■ Task goal
Within the data below, count the lines that include the word "message". Provide the number and nothing further.

Data excerpts:
■ ■ ■ ■ ■

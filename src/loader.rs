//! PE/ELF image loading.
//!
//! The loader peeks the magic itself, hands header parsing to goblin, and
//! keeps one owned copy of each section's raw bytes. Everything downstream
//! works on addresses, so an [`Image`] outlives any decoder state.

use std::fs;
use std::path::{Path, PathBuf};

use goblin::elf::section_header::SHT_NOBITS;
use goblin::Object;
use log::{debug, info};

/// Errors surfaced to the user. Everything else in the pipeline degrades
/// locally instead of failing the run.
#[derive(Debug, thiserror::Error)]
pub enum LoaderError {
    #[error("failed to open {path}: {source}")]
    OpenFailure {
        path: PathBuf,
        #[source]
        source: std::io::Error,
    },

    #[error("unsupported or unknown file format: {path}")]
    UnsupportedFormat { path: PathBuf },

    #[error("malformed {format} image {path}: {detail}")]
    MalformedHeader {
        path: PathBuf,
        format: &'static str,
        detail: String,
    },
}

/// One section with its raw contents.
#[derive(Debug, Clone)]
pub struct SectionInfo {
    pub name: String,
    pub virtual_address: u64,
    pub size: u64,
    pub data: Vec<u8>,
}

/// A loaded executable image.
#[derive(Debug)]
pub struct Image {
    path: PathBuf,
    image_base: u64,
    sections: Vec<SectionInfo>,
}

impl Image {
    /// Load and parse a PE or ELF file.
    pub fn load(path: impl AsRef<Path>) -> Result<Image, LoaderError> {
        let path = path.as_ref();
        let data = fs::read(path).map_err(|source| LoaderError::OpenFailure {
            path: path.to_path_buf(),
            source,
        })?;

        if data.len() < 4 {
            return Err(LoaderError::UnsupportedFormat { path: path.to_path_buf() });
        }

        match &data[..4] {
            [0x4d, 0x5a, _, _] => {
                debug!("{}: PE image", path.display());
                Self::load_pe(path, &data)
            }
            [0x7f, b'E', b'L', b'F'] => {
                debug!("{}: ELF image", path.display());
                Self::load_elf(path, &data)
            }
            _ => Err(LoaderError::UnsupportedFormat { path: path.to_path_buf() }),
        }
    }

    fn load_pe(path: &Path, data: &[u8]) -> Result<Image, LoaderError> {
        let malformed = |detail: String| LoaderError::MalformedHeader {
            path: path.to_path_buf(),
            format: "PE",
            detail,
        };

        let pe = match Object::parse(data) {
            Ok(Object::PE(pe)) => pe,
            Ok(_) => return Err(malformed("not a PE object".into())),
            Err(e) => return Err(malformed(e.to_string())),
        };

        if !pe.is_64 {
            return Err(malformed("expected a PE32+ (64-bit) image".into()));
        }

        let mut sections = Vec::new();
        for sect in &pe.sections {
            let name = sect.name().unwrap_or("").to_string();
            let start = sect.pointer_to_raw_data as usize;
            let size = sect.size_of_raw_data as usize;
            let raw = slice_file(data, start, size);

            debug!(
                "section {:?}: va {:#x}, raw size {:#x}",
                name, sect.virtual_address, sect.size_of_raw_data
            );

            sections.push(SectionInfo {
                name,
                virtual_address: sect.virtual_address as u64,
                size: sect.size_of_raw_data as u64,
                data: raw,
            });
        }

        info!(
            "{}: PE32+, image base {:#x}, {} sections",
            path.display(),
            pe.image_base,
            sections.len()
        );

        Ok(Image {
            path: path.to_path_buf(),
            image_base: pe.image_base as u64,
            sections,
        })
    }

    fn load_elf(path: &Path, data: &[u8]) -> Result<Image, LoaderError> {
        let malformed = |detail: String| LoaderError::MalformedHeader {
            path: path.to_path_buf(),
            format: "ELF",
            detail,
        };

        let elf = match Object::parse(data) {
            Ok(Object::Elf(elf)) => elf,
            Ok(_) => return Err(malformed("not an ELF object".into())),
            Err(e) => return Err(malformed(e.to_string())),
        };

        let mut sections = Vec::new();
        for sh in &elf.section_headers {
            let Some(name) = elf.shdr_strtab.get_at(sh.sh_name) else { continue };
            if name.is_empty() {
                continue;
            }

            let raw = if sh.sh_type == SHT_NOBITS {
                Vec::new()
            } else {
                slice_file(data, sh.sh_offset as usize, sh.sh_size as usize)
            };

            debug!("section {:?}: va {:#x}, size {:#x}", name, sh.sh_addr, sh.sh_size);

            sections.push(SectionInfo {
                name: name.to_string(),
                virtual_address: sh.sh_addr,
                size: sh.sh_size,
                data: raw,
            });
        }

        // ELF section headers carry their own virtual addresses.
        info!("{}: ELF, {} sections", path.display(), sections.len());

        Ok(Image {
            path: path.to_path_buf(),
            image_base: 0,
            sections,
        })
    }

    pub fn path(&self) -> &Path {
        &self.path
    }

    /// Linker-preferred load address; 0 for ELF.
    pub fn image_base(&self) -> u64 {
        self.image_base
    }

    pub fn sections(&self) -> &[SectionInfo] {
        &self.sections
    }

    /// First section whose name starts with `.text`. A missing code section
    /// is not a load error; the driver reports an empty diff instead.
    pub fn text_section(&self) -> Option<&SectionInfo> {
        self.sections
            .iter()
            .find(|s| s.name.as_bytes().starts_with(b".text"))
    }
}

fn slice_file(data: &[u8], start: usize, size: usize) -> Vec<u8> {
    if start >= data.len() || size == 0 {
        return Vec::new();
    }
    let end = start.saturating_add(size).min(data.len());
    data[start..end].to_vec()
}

■ ■ ■ ■ ■

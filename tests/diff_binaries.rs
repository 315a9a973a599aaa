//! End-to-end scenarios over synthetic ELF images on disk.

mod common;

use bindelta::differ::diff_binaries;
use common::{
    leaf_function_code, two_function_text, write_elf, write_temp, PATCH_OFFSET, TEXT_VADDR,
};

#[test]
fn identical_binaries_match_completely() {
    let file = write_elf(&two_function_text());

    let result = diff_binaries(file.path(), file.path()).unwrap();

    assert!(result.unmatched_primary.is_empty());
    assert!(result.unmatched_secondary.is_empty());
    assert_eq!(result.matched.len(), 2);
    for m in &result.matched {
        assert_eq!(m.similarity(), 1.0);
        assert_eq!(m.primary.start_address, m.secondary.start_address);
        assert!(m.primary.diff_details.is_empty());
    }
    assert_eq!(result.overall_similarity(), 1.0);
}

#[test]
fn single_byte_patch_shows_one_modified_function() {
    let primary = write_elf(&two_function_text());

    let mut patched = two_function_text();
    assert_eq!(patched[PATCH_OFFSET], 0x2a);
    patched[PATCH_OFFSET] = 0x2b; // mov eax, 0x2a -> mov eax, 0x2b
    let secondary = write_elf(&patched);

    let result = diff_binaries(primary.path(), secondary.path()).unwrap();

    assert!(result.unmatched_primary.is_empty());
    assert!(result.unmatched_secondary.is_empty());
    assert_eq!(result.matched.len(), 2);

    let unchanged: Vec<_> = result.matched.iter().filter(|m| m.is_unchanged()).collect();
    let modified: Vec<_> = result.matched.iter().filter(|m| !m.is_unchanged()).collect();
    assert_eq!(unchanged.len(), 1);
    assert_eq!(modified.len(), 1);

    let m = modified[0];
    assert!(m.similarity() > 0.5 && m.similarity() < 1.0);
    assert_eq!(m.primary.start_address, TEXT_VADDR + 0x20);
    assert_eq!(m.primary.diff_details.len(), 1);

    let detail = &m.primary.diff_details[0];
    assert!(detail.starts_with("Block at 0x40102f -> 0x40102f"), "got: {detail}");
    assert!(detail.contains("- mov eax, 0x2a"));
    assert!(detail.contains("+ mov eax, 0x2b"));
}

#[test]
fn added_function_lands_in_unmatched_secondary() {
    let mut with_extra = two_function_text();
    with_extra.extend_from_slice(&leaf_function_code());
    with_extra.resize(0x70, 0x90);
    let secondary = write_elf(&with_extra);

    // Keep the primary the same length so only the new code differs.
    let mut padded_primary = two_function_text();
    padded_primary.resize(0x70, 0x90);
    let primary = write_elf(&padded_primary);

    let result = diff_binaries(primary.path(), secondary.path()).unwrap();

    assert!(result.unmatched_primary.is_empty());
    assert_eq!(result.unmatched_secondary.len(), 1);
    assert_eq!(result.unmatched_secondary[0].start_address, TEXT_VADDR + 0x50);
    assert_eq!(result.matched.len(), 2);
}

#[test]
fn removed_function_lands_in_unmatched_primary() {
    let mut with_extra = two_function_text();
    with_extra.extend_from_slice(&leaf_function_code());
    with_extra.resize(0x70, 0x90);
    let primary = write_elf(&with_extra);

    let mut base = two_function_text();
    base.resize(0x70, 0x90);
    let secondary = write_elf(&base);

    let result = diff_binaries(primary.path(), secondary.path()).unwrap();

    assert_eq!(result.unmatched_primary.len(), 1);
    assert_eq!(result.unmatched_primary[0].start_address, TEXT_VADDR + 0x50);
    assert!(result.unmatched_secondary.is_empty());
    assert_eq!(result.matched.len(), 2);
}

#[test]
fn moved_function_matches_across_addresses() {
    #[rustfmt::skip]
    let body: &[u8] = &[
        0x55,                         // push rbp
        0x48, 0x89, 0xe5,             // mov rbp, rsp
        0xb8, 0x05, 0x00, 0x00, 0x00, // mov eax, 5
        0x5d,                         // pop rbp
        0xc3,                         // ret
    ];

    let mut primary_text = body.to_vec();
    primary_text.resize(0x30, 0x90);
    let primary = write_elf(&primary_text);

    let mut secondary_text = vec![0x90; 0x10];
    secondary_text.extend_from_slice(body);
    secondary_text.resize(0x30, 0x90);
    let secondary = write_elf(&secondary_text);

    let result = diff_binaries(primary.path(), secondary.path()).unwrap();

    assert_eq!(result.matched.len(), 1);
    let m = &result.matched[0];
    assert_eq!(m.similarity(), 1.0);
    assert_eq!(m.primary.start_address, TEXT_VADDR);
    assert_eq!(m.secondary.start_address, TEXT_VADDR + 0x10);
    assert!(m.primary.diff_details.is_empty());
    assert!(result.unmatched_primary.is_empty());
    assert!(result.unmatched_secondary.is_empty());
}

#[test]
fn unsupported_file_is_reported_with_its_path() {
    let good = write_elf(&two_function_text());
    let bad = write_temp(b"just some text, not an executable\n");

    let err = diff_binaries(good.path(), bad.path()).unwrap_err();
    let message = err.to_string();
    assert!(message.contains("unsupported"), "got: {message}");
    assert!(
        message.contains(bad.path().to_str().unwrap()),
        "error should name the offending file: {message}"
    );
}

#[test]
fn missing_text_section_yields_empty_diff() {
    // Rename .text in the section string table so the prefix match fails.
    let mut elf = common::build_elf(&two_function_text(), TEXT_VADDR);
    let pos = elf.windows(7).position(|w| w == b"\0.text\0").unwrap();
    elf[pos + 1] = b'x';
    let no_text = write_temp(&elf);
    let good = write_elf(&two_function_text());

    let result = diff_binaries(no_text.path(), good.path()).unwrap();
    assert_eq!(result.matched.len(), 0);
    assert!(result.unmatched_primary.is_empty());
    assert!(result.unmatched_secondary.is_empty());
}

■ ■ ■ ■ ■

■ Reply
4